VA Denied 78% of Burn Pit Exposure Claims
Last week, Laurine Carson, a VA agency official said that 78% of disability claims related to toxic exposure have been denied. Carson is the deputy executive director of policy and procedures for the VA and released the information that only 2,828 out of 12,582 veterans between 2007 and 2020, have been approved for claims related to burn pit exposure.
Lawmakers and advocates have been fighting for presumptive care benefits for veterans affected for years, saying that the agency does not have clear guidelines for who gets compensated.
Many people have called the impact of burn pits on veterans the “Agent Orange of the post-9/11 generation” according to Elaine Luria, chairwoman of the House Committee on Veterans’ Affairs subpanel on disability assistance and memorial affairs.

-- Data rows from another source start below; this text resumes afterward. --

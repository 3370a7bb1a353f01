//! End-to-end scenario tests.
//!
//! - SCRAMBLED-SIX: `[1,3,6,4,2,5]` is not the goal, solves, and replays
//!   to the identity.
//! - SORTED-THREE: `[1,2,3]` terminates at the root with zero moves.
//! - DESCENDING-FOUR: `[4,3,2,1]` solves in exactly one move, `(1, 4)`.
//! - SEEDED-RANDOM: a seeded random request is reproducible end to end.

use rand::SeedableRng;
use rand_chacha::ChaCha8Rng;

use revsort_harness::{run, PuzzleSource, SolveOutcome, SolveRequest};
use revsort_kernel::Permutation;
use revsort_search::path::reconstruct;
use revsort_search::search::search;

// --- SCRAMBLED-SIX ---

#[test]
fn scrambled_six_solves_and_replays_to_identity() {
    let initial = Permutation::from_values(vec![1, 3, 6, 4, 2, 5]).unwrap();
    assert!(!initial.is_sorted(), "scenario input must start unsorted");

    let result = search(initial.clone());
    assert!(result.is_goal_reached(), "engine must terminate with a goal node");

    let path = reconstruct(&result).unwrap();
    let mut replay = initial;
    for mv in path.moves() {
        replay.reverse_block(mv);
    }
    assert_eq!(replay.values(), &[1, 2, 3, 4, 5, 6]);
}

// --- SORTED-THREE ---

#[test]
fn sorted_three_terminates_immediately_with_zero_moves() {
    let initial = Permutation::from_values(vec![1, 2, 3]).unwrap();
    let result = search(initial);

    assert!(result.is_goal_reached());
    assert_eq!(result.stats.iterations, 1, "root pop only");

    let path = reconstruct(&result).unwrap();
    assert_eq!(path.move_count(), 0);
}

// --- DESCENDING-FOUR ---

#[test]
fn descending_four_solves_in_exactly_one_full_reversal() {
    let initial = Permutation::from_values(vec![4, 3, 2, 1]).unwrap();
    let result = search(initial);

    let path = reconstruct(&result).unwrap();
    assert_eq!(path.move_count(), 1);
    let mv = path.moves()[0];
    assert_eq!((mv.from(), mv.to()), (1, 4));
}

// --- SEEDED-RANDOM ---

#[test]
fn seeded_random_request_is_reproducible_end_to_end() {
    let request = SolveRequest {
        size: 7,
        source: PuzzleSource::Random { seed: Some(2024) },
    };

    let first = run(&request).unwrap();
    let second = run(&request).unwrap();
    assert_eq!(first.initial, second.initial);

    // The instance the runner built is the one the seed dictates.
    let expected = Permutation::random(7, &mut ChaCha8Rng::seed_from_u64(2024));
    assert_eq!(first.initial, expected);

    let (SolveOutcome::Solved(a), SolveOutcome::Solved(b)) = (&first.outcome, &second.outcome)
    else {
        panic!("random 7-puzzles are always solvable");
    };
    assert_eq!(a.moves(), b.moves(), "identical instance, identical solution");
}
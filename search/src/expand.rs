//! Candidate generation: every block reversal of the working permutation.
//!
//! One mutable working buffer serves the whole expansion. Each candidate is
//! produced by the apply/snapshot/undo pattern: the reversal is applied
//! through a [`revsort_kernel::ReversalScope`], the resulting permutation is
//! snapshotted while the scope is alive, and dropping the scope restores the
//! buffer before the next candidate. The buffer is bit-identical before and
//! after a full enumeration.

use revsort_kernel::{Permutation, ReversalMove};

/// A prospective child state: the move, the snapshot it produces, and the
/// heuristic recomputed fresh on that snapshot.
///
/// Candidates carry no cost or lineage — the search loop owns those when it
/// decides which candidates become arena nodes.
#[derive(Debug, Clone)]
pub struct Candidate {
    pub mv: ReversalMove,
    pub values: Permutation,
    pub h: u32,
}

/// Enumerate all `C(n, 2)` reversal candidates of `working`, in ascending
/// `(from, to)` order.
#[must_use]
pub fn enumerate_candidates(working: &mut Permutation) -> Vec<Candidate> {
    let mut candidates = Vec::with_capacity(ReversalMove::count(working.len()));
    for mv in ReversalMove::enumerate(working.len()) {
        let scope = working.reversed_scope(mv);
        let values = scope.state().clone();
        let h = values.heuristic();
        candidates.push(Candidate { mv, values, h });
        // scope drops here, undoing the reversal
    }
    candidates
}
//! Revsort Kernel: the block-reversal puzzle domain.
//!
//! A puzzle instance is a permutation of the integers `1..=n`; the single
//! legal operation reverses a contiguous block of it. The kernel owns that
//! domain and nothing else: the carrier type, the reversal operator, the
//! goal test, and the breakpoint heuristic.
//!
//! # API Surface
//!
//! - [`Permutation`] -- the puzzle carrier: construction (sorted, random,
//!   validated caller input), in-place block reversal, goal test,
//!   breakpoint count and heuristic
//! - [`ReversalMove`] -- a 1-based inclusive `(from, to)` block, plus the
//!   enumeration of every legal move for a given length
//!
//! # Module Dependency Direction
//!
//! `moves` ← `permutation`. The kernel depends on nothing internal above it;
//! the search and harness layers build on this crate, never the reverse.

#![forbid(unsafe_code)]
#![deny(clippy::all)]
#![warn(clippy::pedantic)]

pub mod moves;
pub mod permutation;

pub use moves::ReversalMove;
pub use permutation::{Permutation, PermutationError, ReversalScope};
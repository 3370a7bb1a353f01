//! Report rendering: the solver's text layout plus a JSON artifact.
//!
//! The text form follows the classic interactive layout: the initial state
//! line, one line per move with the reversed block bracketed in the
//! resulting sequence, then the effort summary. The JSON form carries the
//! same content for machine consumption.

use std::fmt::Write;

use revsort_kernel::{Permutation, ReversalMove};

use crate::runner::{SolveOutcome, SolveReport};

/// Render a state with the just-reversed block bracketed, e.g.
/// `< 1 [2 6 4] 3 5 >`. No move, no brackets.
fn render_state(values: &Permutation, mv: Option<ReversalMove>) -> String {
    let mut out = String::from("<");
    for (i, value) in values.values().iter().enumerate() {
        let position = i + 1;
        out.push(' ');
        if matches!(mv, Some(m) if m.from() == position) {
            out.push('[');
        }
        let _ = write!(out, "{value}");
        if matches!(mv, Some(m) if m.to() == position) {
            out.push(']');
        }
    }
    out.push_str(" >");
    out
}

/// Render the human-readable report.
#[must_use]
pub fn render_text(report: &SolveReport) -> String {
    let mut out = String::new();
    match &report.outcome {
        SolveOutcome::Solved(path) => {
            let steps = path.steps();
            let root = &steps[0];
            let _ = writeln!(
                out,
                "Initial:  {}  h: {}, g: {}, f: {}",
                render_state(&root.values, None),
                root.h,
                root.g,
                root.g + root.h
            );
            for (number, step) in steps.iter().enumerate().skip(1) {
                let Some(mv) = step.mv else { continue };
                let _ = writeln!(
                    out,
                    "Move {number} {mv}:  {}  h: {}, g: {}, f: {}",
                    render_state(&step.values, Some(mv)),
                    step.h,
                    step.g,
                    step.g + step.h
                );
            }
            let _ = writeln!(out);
            let _ = writeln!(out, "Moves: {}", path.move_count());
        }
        SolveOutcome::Exhausted => {
            let _ = writeln!(out, "Initial:  {}", render_state(&report.initial, None));
            let _ = writeln!(out);
            let _ = writeln!(out, "No solution found.");
        }
    }
    let _ = writeln!(out, "Iterations: {}", report.stats.iterations);
    let _ = writeln!(out, "Distinct states: {}", report.stats.visited_states);
    let _ = writeln!(out, "Elapsed: {:.3}s", report.elapsed.as_secs_f64());
    out
}

/// Render the machine-readable report.
#[must_use]
pub fn to_json(report: &SolveReport) -> serde_json::Value {
    let moves = match &report.outcome {
        SolveOutcome::Solved(path) => path
            .steps()
            .iter()
            .filter_map(|step| {
                let mv = step.mv?;
                Some(serde_json::json!({
                    "from": mv.from(),
                    "to": mv.to(),
                    "state": step.values.values(),
                    "g": step.g,
                    "h": step.h,
                }))
            })
            .collect(),
        SolveOutcome::Exhausted => Vec::new(),
    };

    serde_json::json!({
        "initial": report.initial.values(),
        "solved": report.is_solved(),
        "moves": moves,
        "move_count": match &report.outcome {
            SolveOutcome::Solved(path) => Some(path.move_count()),
            SolveOutcome::Exhausted => None,
        },
        "stats": {
            "iterations": report.stats.iterations,
            "generated": report.stats.generated,
            "duplicates_suppressed": report.stats.duplicates_suppressed,
            "visited_states": report.stats.visited_states,
            "frontier_high_water": report.stats.frontier_high_water,
        },
        "elapsed_ms": report.elapsed.as_secs_f64() * 1000.0,
    })
}
//! Search entry point and expansion loop.
//!
//! Plain A* over permutation states: pop the best `(f, h)` node, goal-test
//! it, expand every block reversal, and keep only first discoveries of each
//! permutation. The visited table is never updated after first insertion —
//! a later, cheaper path to an already-seen state is discarded. This keeps
//! the table write-once at the cost of textbook re-opening semantics; the
//! heuristic is consistent for this move set, so in practice solutions come
//! out optimal (the acceptance suite cross-checks small sizes by exhaustive
//! breadth-first search).
//!
//! There is no expansion budget, frontier cap, or visited eviction: memory
//! grows with the number of distinct permutations discovered, and a caller
//! wanting a bounded search must wrap the call externally.

use revsort_kernel::Permutation;

use crate::expand::enumerate_candidates;
use crate::frontier::BestFirstFrontier;
use crate::node::{NodeId, SearchNode};

/// Effort counters accumulated by one search run.
///
/// Observable only — nothing here feeds back into expansion decisions.
#[derive(Debug, Clone, Copy, Default, PartialEq, Eq)]
pub struct SearchStats {
    /// Pop-and-expand cycles executed.
    pub iterations: u64,
    /// Child candidates generated across all expansions.
    pub generated: u64,
    /// Candidates discarded because their content was already discovered.
    pub duplicates_suppressed: u64,
    /// Distinct permutations discovered (visited-table size).
    pub visited_states: usize,
    /// High-water mark of the open heap.
    pub frontier_high_water: usize,
}

/// Result of a search execution.
///
/// Owns the node arena: every discovered node, goal ancestors included,
/// lives here until the whole result is dropped. `goal` is `None` when the
/// frontier emptied without reaching the goal — a normal outcome, not an
/// error (for valid puzzles it is only reachable if the caller aborted the
/// state space externally, but the engine handles it defensively).
#[derive(Debug)]
pub struct SearchResult {
    /// Arena index of the goal node, if one was reached.
    pub goal: Option<NodeId>,
    /// All nodes created during the search, indexed by [`NodeId`].
    pub nodes: Vec<SearchNode>,
    /// Effort counters.
    pub stats: SearchStats,
}

impl SearchResult {
    /// Returns `true` if the search terminated on the goal state.
    #[must_use]
    pub fn is_goal_reached(&self) -> bool {
        self.goal.is_some()
    }
}

/// Run A* from `initial` until the goal is reached or the frontier empties.
///
/// The root is seeded with `g = 0` and a fresh heuristic; children cost
/// `parent.g + 1` each. Expansion order is fully deterministic: the frontier
/// key is `(f, h, creation order)` and candidates are generated in ascending
/// `(from, to)` order.
#[must_use]
pub fn search(initial: Permutation) -> SearchResult {
    let mut frontier = BestFirstFrontier::new();
    let mut nodes: Vec<SearchNode> = Vec::new();
    let mut working = initial.clone();
    let mut stats = SearchStats::default();

    let root = SearchNode {
        id: 0,
        parent: None,
        values: initial,
        g: 0,
        h: working.heuristic(),
        producing_move: None,
    };
    tracing::debug!(n = root.values.len(), h = root.h, "seeding search");
    frontier.push(&root);
    nodes.push(root);

    let goal = loop {
        let Some(current_id) = frontier.pop() else {
            tracing::debug!(
                iterations = stats.iterations,
                "frontier exhausted without reaching the goal"
            );
            break None;
        };
        stats.iterations += 1;

        working.clone_from(&nodes[current_id].values);
        if working.is_sorted() {
            // Resolve through the visited table; content keying makes this
            // the identical node that was just popped.
            break frontier.visited_id(&working);
        }

        let parent_g = nodes[current_id].g;
        for candidate in enumerate_candidates(&mut working) {
            stats.generated += 1;
            let child = SearchNode {
                id: nodes.len(),
                parent: Some(current_id),
                values: candidate.values,
                g: parent_g + 1,
                h: candidate.h,
                producing_move: Some(candidate.mv),
            };
            if frontier.push(&child) {
                nodes.push(child);
            } else {
                stats.duplicates_suppressed += 1;
            }
        }

        tracing::trace!(
            iteration = stats.iterations,
            expanded = current_id,
            f = nodes[current_id].f(),
            open = frontier.len(),
            visited = frontier.visited_count(),
            "expanded node"
        );
    };

    stats.visited_states = frontier.visited_count();
    stats.frontier_high_water = frontier.high_water();
    if let Some(goal_id) = goal {
        tracing::debug!(
            goal = goal_id,
            moves = nodes[goal_id].g,
            iterations = stats.iterations,
            visited = stats.visited_states,
            "goal reached"
        );
    }

    SearchResult { goal, nodes, stats }
}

“We are now seeing young veterans in their 20s or 30s suddenly debilitated by cancers they would not reasonably contract unless they were heavy smokers or deep into old age,” Luria said. “We may not have all the answers on burn pit exposure, if ever. What we do know is that it’s making people very sick. I can’t tell these people to sit down to wait another 10 years because quite frankly, some of them might not have another 10 years.”
There have been clear links between exposure and a myriad of negative health conditions but the VA has been slow to move its feet. There is a general consensus that part of the hesitation stems from the VA’s inability to handle such an influx of patients that would inevitably be a result of any system that makes it easier for those affected to get coverage. The VA would undoubtably suffer from the enormous costs associated with covering the new volume of patients.
Laurine Carson said that one of the main reasons veterans are rejected for such claims has to do with the time between when the claim is made, and the time that they served. “They come with a respiratory condition today, but they served 10 years ago,” Carson said. “Some of the challenges are finding the link between that in-service event and their current condition because there are all types of intervening issues or exposures that may have happened as well.”
The VA continues to site evidence from the National Academy of Sciences, Engineering, and Medicine that supports the notion of insufficient evidence linking respiratory issues and burn pit exposure. The VA claims that more studies need to be conducted, another source of heartache for advocates as there has been no clear guidance from the VA indicating how much further research is needed before they can create a concrete policy on burn pit care and compensation.